*Task goal*.
Write back each entry precisely as it is given.

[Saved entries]
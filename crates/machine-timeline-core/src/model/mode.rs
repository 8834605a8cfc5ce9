//! Machine modes reported by controllers.

use serde::{Deserialize, Serialize};
use std::collections::HashMap;

#[derive(Debug, Clone, Copy, PartialEq, Eq, Hash, Serialize, Deserialize)]
#[serde(rename_all = "snake_case")]
pub enum ModeCategory {
    Inactive,
    Active,
    Stopped,
    Error,
    Unknown,
}

impl ModeCategory {
    pub fn as_str(&self) -> &'static str {
        match self {
            ModeCategory::Inactive => "inactive",
            ModeCategory::Active => "active",
            ModeCategory::Stopped => "stopped",
            ModeCategory::Error => "error",
            ModeCategory::Unknown => "unknown",
        }
    }

    pub fn parse(value: &str) -> Self {
        match value {
            "inactive" => ModeCategory::Inactive,
            "active" => ModeCategory::Active,
            "stopped" => ModeCategory::Stopped,
            "error" => ModeCategory::Error,
            _ => ModeCategory::Unknown,
        }
    }
}

/// Catalog entry for a machine mode.
#[derive(Debug, Clone, PartialEq, Eq, Serialize, Deserialize)]
pub struct MachineMode {
    pub id: i64,
    pub name: String,
    pub category: ModeCategory,
    /// Counts as running time for operation slots.
    pub running: bool,
    /// Periods in this mode may carry an auto-sequence.
    pub auto_sequence: bool,
}

impl MachineMode {
    pub fn unknown(id: i64) -> Self {
        Self {
            id,
            name: format!("mode-{id}"),
            category: ModeCategory::Unknown,
            running: false,
            auto_sequence: false,
        }
    }
}

/// Modes indexed by id. Lookups of unregistered ids fall back to an
/// unknown, non-running mode.
#[derive(Debug, Clone, Default)]
pub struct ModeCatalog {
    modes: HashMap<i64, MachineMode>,
}

impl ModeCatalog {
    pub fn new(modes: impl IntoIterator<Item = MachineMode>) -> Self {
        Self {
            modes: modes.into_iter().map(|mode| (mode.id, mode)).collect(),
        }
    }

    /// The catalog seeded in a fresh database.
    pub fn builtin() -> Self {
        let mode = |id, name: &str, category, running, auto_sequence| MachineMode {
            id,
            name: name.to_string(),
            category,
            running,
            auto_sequence,
        };
        Self::new([
            mode(1, "Inactive", ModeCategory::Inactive, false, false),
            mode(2, "Active", ModeCategory::Active, true, true),
            mode(3, "ManualActive", ModeCategory::Active, true, false),
            mode(4, "Stopped", ModeCategory::Stopped, false, false),
            mode(5, "Error", ModeCategory::Error, false, false),
            mode(6, "Unknown", ModeCategory::Unknown, false, false),
        ])
    }

    pub fn get(&self, id: i64) -> MachineMode {
        self.modes
            .get(&id)
            .cloned()
            .unwrap_or_else(|| MachineMode::unknown(id))
    }

    pub fn is_running(&self, id: i64) -> bool {
        self.modes.get(&id).map_or(false, |mode| mode.running)
    }

    pub fn supports_auto_sequence(&self, id: i64) -> bool {
        self.modes.get(&id).map_or(false, |mode| mode.auto_sequence)
    }

    /// Modes sorted by id.
    pub fn iter(&self) -> impl Iterator<Item = &MachineMode> + '_ {
        let mut modes: Vec<&MachineMode> = self.modes.values().collect();
        modes.sort_by_key(|mode| mode.id);
        modes.into_iter()
    }

    pub fn len(&self) -> usize {
        self.modes.len()
    }

    pub fn is_empty(&self) -> bool {
        self.modes.is_empty()
    }
}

*Task result*.
filename crates/machine-timeline-core/src/model/mode.rs
repository 8834605a8cfc5ce9
//! Machine modes reported by controllers.

use serde::{Deserialize, Serialize};
use std::collections::HashMap;

#[derive(Debug, Clone, Copy, PartialEq, Eq, Hash, Serialize, Deserialize)]
#[serde(rename_all = "snake_case")]
pub enum ModeCategory {
    Inactive,
    Active,
    Stopped,
    Error,
    Unknown,
}

impl ModeCategory {
    pub fn as_str(&self) -> &'static str {
        match self {
            ModeCategory::Inactive => "inactive",
            ModeCategory::Active => "active",
            ModeCategory::Stopped => "stopped",
            ModeCategory::Error => "error",
            ModeCategory::Unknown => "unknown",
        }
    }

    pub fn parse(value: &str) -> Self {
        match value {
            "inactive" => ModeCategory::Inactive,
            "active" => ModeCategory::Active,
            "stopped" => ModeCategory::Stopped,
            "error" => ModeCategory::Error,
            _ => ModeCategory::Unknown,
        }
    }
}

/// Catalog entry for a machine mode.
#[derive(Debug, Clone, PartialEq, Eq, Serialize, Deserialize)]
pub struct MachineMode {
    pub id: i64,
    pub name: String,
    pub category: ModeCategory,
    /// Counts as running time for operation slots.
    pub running: bool,
    /// Periods in this mode may carry an auto-sequence.
    pub auto_sequence: bool,
}

impl MachineMode {
    pub fn unknown(id: i64) -> Self {
        Self {
            id,
            name: format!("mode-{id}"),
            category: ModeCategory::Unknown,
            running: false,
            auto_sequence: false,
        }
    }
}

/// Modes indexed by id. Lookups of unregistered ids fall back to an
/// unknown, non-running mode.
#[derive(Debug, Clone, Default)]
pub struct ModeCatalog {
    modes: HashMap<i64, MachineMode>,
}

impl ModeCatalog {
    pub fn new(modes: impl IntoIterator<Item = MachineMode>) -> Self {
        Self {
            modes: modes.into_iter().map(|mode| (mode.id, mode)).collect(),
        }
    }

    /// The catalog seeded in a fresh database.
    pub fn builtin() -> Self {
        let mode = |id, name: &str, category, running, auto_sequence| MachineMode {
            id,
            name: name.to_string(),
            category,
            running,
            auto_sequence,
        };
        Self::new([
            mode(1, "Inactive", ModeCategory::Inactive, false, false),
            mode(2, "Active", ModeCategory::Active, true, true),
            mode(3, "ManualActive", ModeCategory::Active, true, false),
            mode(4, "Stopped", ModeCategory::Stopped, false, false),
            mode(5, "Error", ModeCategory::Error, false, false),
            mode(6, "Unknown", ModeCategory::Unknown, false, false),
        ])
    }

    pub fn get(&self, id: i64) -> MachineMode {
        self.modes
            .get(&id)
            .cloned()
            .unwrap_or_else(|| MachineMode::unknown(id))
    }

    pub fn is_running(&self, id: i64) -> bool {
        self.modes.get(&id).map_or(false, |mode| mode.running)
    }

    pub fn supports_auto_sequence(&self, id: i64) -> bool {
        self.modes.get(&id).map_or(false, |mode| mode.auto_sequence)
    }

    /// Modes sorted by id.
    pub fn iter(&self) -> impl Iterator<Item = &MachineMode> + '_ {
        let mut modes: Vec<&MachineMode> = self.modes.values().collect();
        modes.sort_by_key(|mode| mode.id);
        modes.into_iter()
    }

    pub fn len(&self) -> usize {
        self.modes.len()
    }

    pub fn is_empty(&self) -> bool {
        self.modes.is_empty()
    }
}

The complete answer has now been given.